On the basis of Behrooz's analysis of the critical failings of the Iranian Left, I would say we must revise the Iranian Left's usual answer to the question and answer it instead in the negative. No, the 1979 Islamic Revolution in Iran was not a tragedy for the Left, for tragedies befall innocence; they happen to people who have no idea of, and are not responsible for, the fate that awaits them.

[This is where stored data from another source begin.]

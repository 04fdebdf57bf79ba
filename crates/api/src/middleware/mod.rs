//! Authentication and authorization middleware extractors.
//!
//! - [`auth::AuthUser`] -- Extracts the verified caller from a JWT Bearer token.
//! - [`rbac::RequireAdmin`] -- Requires the `administrator` role.
//! - [`rbac::RequireContributor`] -- Requires `journalist` or `administrator`.
//! - [`rbac::RequireAuth`] -- Requires any authenticated user.

pub mod auth;
pub mod rbac;
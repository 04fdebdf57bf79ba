//! Access levels and the row-visibility rule applied to every catalog read.

use std::fmt;
use std::str::FromStr;

use serde::{Deserialize, Serialize};

use crate::error::CoreError;
use crate::roles::Role;
use crate::types::DbId;

pub const ACCESS_PUBLIC: &str = "public";
pub const ACCESS_RESTRICTED: &str = "restricted";
pub const ACCESS_CONFIDENTIAL: &str = "confidential";

/// Visibility tier of an asset.
#[derive(Debug, Clone, Copy, PartialEq, Eq, Hash, Serialize, Deserialize, Default)]
#[serde(rename_all = "lowercase")]
pub enum AccessLevel {
    #[default]
    Public,
    Restricted,
    Confidential,
}

impl AccessLevel {
    pub const ALL: [AccessLevel; 3] = [
        AccessLevel::Public,
        AccessLevel::Restricted,
        AccessLevel::Confidential,
    ];

    pub fn as_str(self) -> &'static str {
        match self {
            AccessLevel::Public => ACCESS_PUBLIC,
            AccessLevel::Restricted => ACCESS_RESTRICTED,
            AccessLevel::Confidential => ACCESS_CONFIDENTIAL,
        }
    }
}

impl fmt::Display for AccessLevel {
    fn fmt(&self, f: &mut fmt::Formatter<'_>) -> fmt::Result {
        f.write_str(self.as_str())
    }
}

impl FromStr for AccessLevel {
    type Err = CoreError;

    /// `private` is accepted as an alias of `confidential`.
    fn from_str(s: &str) -> Result<Self, Self::Err> {
        match s.trim().to_ascii_lowercase().as_str() {
            ACCESS_PUBLIC => Ok(AccessLevel::Public),
            ACCESS_RESTRICTED => Ok(AccessLevel::Restricted),
            ACCESS_CONFIDENTIAL | "private" => Ok(AccessLevel::Confidential),
            other => Err(CoreError::Validation(format!(
                "Invalid access level '{other}'. Must be one of: public, restricted, confidential"
            ))),
        }
    }
}

/// The set of rows a caller may see, in a shape the SQL layer can bind
/// directly: `access_level = ANY(levels) OR owner_id = owner_id`.
#[derive(Debug, Clone, PartialEq, Eq)]
pub struct VisibilityScope {
    pub levels: Vec<AccessLevel>,
    /// Rows owned by this user are visible regardless of level.
    pub owner_id: Option<DbId>,
}

impl VisibilityScope {
    pub fn for_caller(role: Role, caller_id: DbId) -> Self {
        match role {
            Role::Administrator => Self {
                levels: AccessLevel::ALL.to_vec(),
                owner_id: None,
            },
            Role::Journalist => Self {
                levels: vec![AccessLevel::Public, AccessLevel::Restricted],
                owner_id: Some(caller_id),
            },
            Role::Viewer => Self {
                levels: vec![AccessLevel::Public],
                owner_id: None,
            },
        }
    }

    pub fn admits(&self, access: AccessLevel, owner_id: DbId) -> bool {
        self.levels.contains(&access) || self.owner_id == Some(owner_id)
    }

    /// Level names for binding as a `TEXT[]` parameter.
    pub fn level_names(&self) -> Vec<String> {
        self.levels.iter().map(|l| l.as_str().to_string()).collect()
    }
}

/// Single-row form of the visibility rule, used by detail and download.
pub fn can_view(role: Role, caller_id: DbId, access: AccessLevel, owner_id: DbId) -> bool {
    VisibilityScope::for_caller(role, caller_id).admits(access, owner_id)
}

/// Explicit access-level filters are only honoured for administrators.
/// Everyone else is already narrowed by their [`VisibilityScope`].
pub fn effective_access_filter(role: Role, requested: Option<AccessLevel>) -> Option<AccessLevel> {
    match role {
        Role::Administrator => requested,
        Role::Journalist | Role::Viewer => None,
    }
}

#[cfg(test)]
mod tests {
    use assert_matches::assert_matches;

    use super::*;

    const OWNER: DbId = 10;
    const OTHER: DbId = 11;

    #[test]
    fn parse_accepts_private_alias() {
        assert_eq!("private".parse::<AccessLevel>().unwrap(), AccessLevel::Confidential);
        assert_eq!(" Public ".parse::<AccessLevel>().unwrap(), AccessLevel::Public);
        assert_matches!("secret".parse::<AccessLevel>(), Err(CoreError::Validation(_)));
    }

    #[test]
    fn administrator_sees_everything() {
        for level in AccessLevel::ALL {
            assert!(can_view(Role::Administrator, OTHER, level, OWNER));
        }
    }

    #[test]
    fn viewer_sees_public_only_even_when_owner() {
        assert!(can_view(Role::Viewer, OWNER, AccessLevel::Public, OWNER));
        assert!(!can_view(Role::Viewer, OWNER, AccessLevel::Restricted, OWNER));
        assert!(!can_view(Role::Viewer, OWNER, AccessLevel::Confidential, OWNER));
    }

    #[test]
    fn journalist_sees_public_restricted_and_own() {
        assert!(can_view(Role::Journalist, OTHER, AccessLevel::Public, OWNER));
        assert!(can_view(Role::Journalist, OTHER, AccessLevel::Restricted, OWNER));
        assert!(!can_view(Role::Journalist, OTHER, AccessLevel::Confidential, OWNER));
        assert!(can_view(Role::Journalist, OWNER, AccessLevel::Confidential, OWNER));
    }

    #[test]
    fn scope_binds_level_names() {
        let scope = VisibilityScope::for_caller(Role::Journalist, 5);
        assert_eq!(scope.level_names(), vec!["public", "restricted"]);
        assert_eq!(scope.owner_id, Some(5));
    }

    #[test]
    fn access_filter_dropped_for_non_admins() {
        let wanted = Some(AccessLevel::Confidential);
        assert_eq!(effective_access_filter(Role::Administrator, wanted), wanted);
        assert_eq!(effective_access_filter(Role::Journalist, wanted), None);
        assert_eq!(effective_access_filter(Role::Viewer, wanted), None);
    }
}
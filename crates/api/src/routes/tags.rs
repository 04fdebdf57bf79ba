use axum::routing::get;
use axum::Router;

use crate::handlers::tags;
use crate::state::AppState;

/// Routes mounted at `/tags`.
///
/// ```text
/// GET  /    -> list_tags
/// POST /    -> create_tag
/// ```
pub fn router() -> Router<AppState> {
    Router::new().route("/", get(tags::list_tags).post(tags::create_tag))
}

This raises another question: Is it in fact a tragedy that the Stalinists and Maoists who made up the great majority of the left in Iran in the 1960s and 1970s did not take power? After all, virtually all Iranian leftists of the 1960s and 1970s were either Stalinist or Maoist. In light of this, I would argue that what followed in the wake of the 1979 Revolution was not so much a tragedy for the Iranian Marxist "Left" then in existence, as it was a tragedy for the project of the Left per se. For the genuinely leftist project of internationalism and human emancipation, the profoundly authoritarian, repressive, reactionary, and proto-fascist regime that emerged out of the Revolution and has ruled Iran ever since is certainly tragic but also, and more accurately, catastrophic. But what are the lessons to be learned?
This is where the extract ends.